Section 11. Indemnities. (a) Lender hereby agrees to indemnify and hold harmless Borrower and its affiliates and its former, present and future directors, officers, employees and other agents and representatives from and against any and all liabilities, judgments, claims, settlements, losses, damages, fees, liens, taxes, penalties, obligations and expenses (including, without limitation, any losses relating to Borrower’s market activities as a consequence of becoming, or of the risk of becoming, subject to Section 16(b) of the Exchange Act, including, without limitation, any forbearance of market activities or cessation of market activities and any losses in connection therewith) incurred or suffered by any such person or entity directly arising from, by reason of, or in connection with, (i) any breach by Lender of any of its representations or warranties contained in Section 6 or (ii) any breach by Lender of any of its covenants or agreements in this Agreement.

 

(b) Borrower hereby agrees to indemnify and hold harmless Lender and its affiliates and its former, present and future directors, officers, employees and other agents and representatives from and against any and all liabilities, judgments, claims, settlements, losses, damages, fees, liens, taxes, penalties, obligations and expenses, incurred or suffered by any such person or entity directly arising from, by reason of, or in connection with (i) any breach by Borrower of any of its representations or warranties contained in Section 6 or (ii) any breach by Borrower of any of its covenants or agreements in this Agreement.

 

(c) In case any claim or litigation which might give rise to any obligation of a party under this Section 11 (each an “Indemnifying Party”) shall come to the attention of the party seeking indemnification hereunder (the “Indemnified Party”), the Indemnified Party shall promptly notify the Indemnifying Party in writing of the existence and amount thereof; provided that the failure of the Indemnified Party to give such notice shall not adversely affect the right of the Indemnified Party to indemnification under this Agreement, except to the extent the Indemnifying Party is materially prejudiced thereby.

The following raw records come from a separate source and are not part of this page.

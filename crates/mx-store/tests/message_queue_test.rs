use chrono::{Duration, Utc};
use mx_core::types::{MessageStatus, MessageType};
use mx_store::{EnqueueRequest, Store};

async fn store() -> Store {
    Store::open_in_memory().await.expect("in-memory store")
}

fn request(from: &str, to: Option<&str>, content: &str) -> EnqueueRequest {
    EnqueueRequest {
        from_matrix: from.into(),
        to_matrix: to.map(|s| s.into()),
        content: content.into(),
        metadata: None,
    }
}

// ---------------------------------------------------------------------------
// Sequence counter
// ---------------------------------------------------------------------------

#[tokio::test]
async fn sequence_numbers_are_contiguous_from_one() {
    let store = store().await;
    for expected in 1..=5 {
        let seq = store.next_sequence_number("alpha").await.unwrap();
        assert_eq!(seq, expected);
    }
    // Independent per matrix.
    assert_eq!(store.next_sequence_number("beta").await.unwrap(), 1);
}

#[tokio::test]
async fn concurrent_sequence_calls_never_collide() {
    let store = store().await;
    let mut handles = Vec::new();
    for _ in 0..20 {
        let s = store.clone();
        handles.push(tokio::spawn(async move {
            s.next_sequence_number("alpha").await.unwrap()
        }));
    }
    let mut seen = Vec::new();
    for h in handles {
        seen.push(h.await.unwrap());
    }
    seen.sort_unstable();
    let expected: Vec<i64> = (1..=20).collect();
    assert_eq!(seen, expected, "no gaps, no duplicates");
}

// ---------------------------------------------------------------------------
// Outbound queue
// ---------------------------------------------------------------------------

#[tokio::test]
async fn enqueue_stamps_type_and_sequence() {
    let store = store().await;
    let broadcast = store.enqueue_message(request("alpha", None, "hi all")).await.unwrap();
    assert_eq!(broadcast.message_type, MessageType::Broadcast);
    assert_eq!(broadcast.status, MessageStatus::Pending);
    assert_eq!(broadcast.sequence_number, 1);

    let direct = store
        .enqueue_message(request("alpha", Some("beta"), "hi beta"))
        .await
        .unwrap();
    assert_eq!(direct.message_type, MessageType::Direct);
    assert_eq!(direct.sequence_number, 2);
}

#[tokio::test]
async fn two_phase_send_transitions() {
    let store = store().await;
    let msg = store.enqueue_message(request("alpha", None, "x")).await.unwrap();

    assert!(store.mark_sending(&msg.id).await.unwrap());
    // Second worker cannot also take it.
    assert!(!store.mark_sending(&msg.id).await.unwrap());

    assert!(store.mark_sent(&msg.id).await.unwrap());
    assert!(store.mark_delivered(&msg.id).await.unwrap());

    let row = store.get_message(&msg.id).await.unwrap().unwrap();
    assert_eq!(row.status, MessageStatus::Delivered);
    assert!(row.attempted_at.is_some());
    assert!(row.sent_at.is_some());
    assert!(row.delivered_at.is_some());
}

#[tokio::test]
async fn due_outbound_is_oldest_first_and_respects_backoff() {
    let store = store().await;
    let m1 = store.enqueue_message(request("alpha", None, "first")).await.unwrap();
    let m2 = store.enqueue_message(request("alpha", None, "second")).await.unwrap();
    let m3 = store.enqueue_message(request("alpha", None, "third")).await.unwrap();

    // Park m2 in the future.
    store.mark_sending(&m2.id).await.unwrap();
    store
        .mark_send_failed(&m2.id, "conn refused", Utc::now() + Duration::minutes(5))
        .await
        .unwrap();

    let due = store.due_outbound("alpha", 10).await.unwrap();
    let ids: Vec<&str> = due.iter().map(|m| m.id.as_str()).collect();
    assert_eq!(ids, vec![m1.id.as_str(), m3.id.as_str()]);
    assert_eq!(due[0].sequence_number, 1);
}

#[tokio::test]
async fn retries_exhaust_into_failed_and_sweeps_ignore_it() {
    let store = store().await;
    let msg = store.enqueue_message(request("alpha", None, "doomed")).await.unwrap();

    let mut status = MessageStatus::Pending;
    for _ in 0..msg.max_retries {
        assert!(store.mark_sending(&msg.id).await.unwrap());
        status = store
            .mark_send_failed(&msg.id, "boom", Utc::now() - Duration::seconds(1))
            .await
            .unwrap();
    }
    assert_eq!(status, MessageStatus::Failed);

    let row = store.get_message(&msg.id).await.unwrap().unwrap();
    assert_eq!(row.status, MessageStatus::Failed);
    assert_eq!(row.retry_count, row.max_retries);
    assert_eq!(row.last_error.as_deref(), Some("boom"));

    // Terminal rows never reappear in the sweep.
    assert!(store.due_outbound("alpha", 10).await.unwrap().is_empty());
}

#[tokio::test]
async fn resurrect_sending_returns_rows_to_pending() {
    let store = store().await;
    let msg = store.enqueue_message(request("alpha", None, "in flight")).await.unwrap();
    store.mark_sending(&msg.id).await.unwrap();

    // Simulated crash between sending and sent.
    assert_eq!(store.resurrect_sending("alpha").await.unwrap(), 1);
    let row = store.get_message(&msg.id).await.unwrap().unwrap();
    assert_eq!(row.status, MessageStatus::Pending);

    // Retry goes through normally afterwards.
    let due = store.due_outbound("alpha", 10).await.unwrap();
    assert_eq!(due.len(), 1);
}

// ---------------------------------------------------------------------------
// Inbound
// ---------------------------------------------------------------------------

#[tokio::test]
async fn inbound_insert_dedups_by_id() {
    let store = store().await;
    // The sender's copy, as it would arrive over the wire.
    let msg = store.enqueue_message(request("beta", None, "from beta")).await.unwrap();

    assert!(store.insert_inbound(&msg).await.unwrap());
    // Redelivery of the same id is a no-op.
    assert!(!store.insert_inbound(&msg).await.unwrap());
}

#[tokio::test]
async fn unread_ordering_is_per_sender_sequence() {
    let store = store().await;

    // Interleave two senders; consumption must be grouped by sender with
    // ascending sequence numbers inside each group.
    let b1 = store.enqueue_message(request("beta", None, "b1")).await.unwrap();
    let g1 = store.enqueue_message(request("gamma", None, "g1")).await.unwrap();
    let b2 = store.enqueue_message(request("beta", None, "b2")).await.unwrap();

    for m in [&b1, &g1, &b2] {
        store.insert_inbound(m).await.unwrap();
    }

    let unread = store.unread_messages("alpha").await.unwrap();
    let order: Vec<(String, i64)> = unread
        .iter()
        .map(|m| (m.from_matrix.clone(), m.sequence_number))
        .collect();
    assert_eq!(
        order,
        vec![
            ("beta".to_string(), 1),
            ("beta".to_string(), 2),
            ("gamma".to_string(), 1),
        ]
    );

    assert!(store.mark_read(&b1.id).await.unwrap());
    assert!(!store.mark_read(&b1.id).await.unwrap());
    assert_eq!(store.unread_messages("alpha").await.unwrap().len(), 2);
}

#[tokio::test]
async fn purge_drops_only_old_terminal_rows() {
    let store = store().await;
    let done = store.enqueue_message(request("alpha", None, "old done")).await.unwrap();
    store.mark_sending(&done.id).await.unwrap();
    store.mark_sent(&done.id).await.unwrap();

    let pending = store.enqueue_message(request("alpha", None, "still pending")).await.unwrap();

    // Cutoff in the future: old terminal row goes, pending row stays.
    let purged = store.purge_messages(Utc::now() + Duration::seconds(1)).await.unwrap();
    assert_eq!(purged, 1);
    assert!(store.get_message(&done.id).await.unwrap().is_none());
    assert!(store.get_message(&pending.id).await.unwrap().is_some());
}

The Indemnifying Party shall promptly notify the Indemnified Party in writing if it accepts such claim or litigation as being within its indemnification obligations under this Section 11. Such response shall be delivered no later than 30 days after the initial notification from the Indemnified Party; provided that, if the Indemnifying Party reasonably cannot respond to such notice within 30 days, the Indemnifying Party shall respond to the Indemnified Party as soon thereafter as reasonably possible.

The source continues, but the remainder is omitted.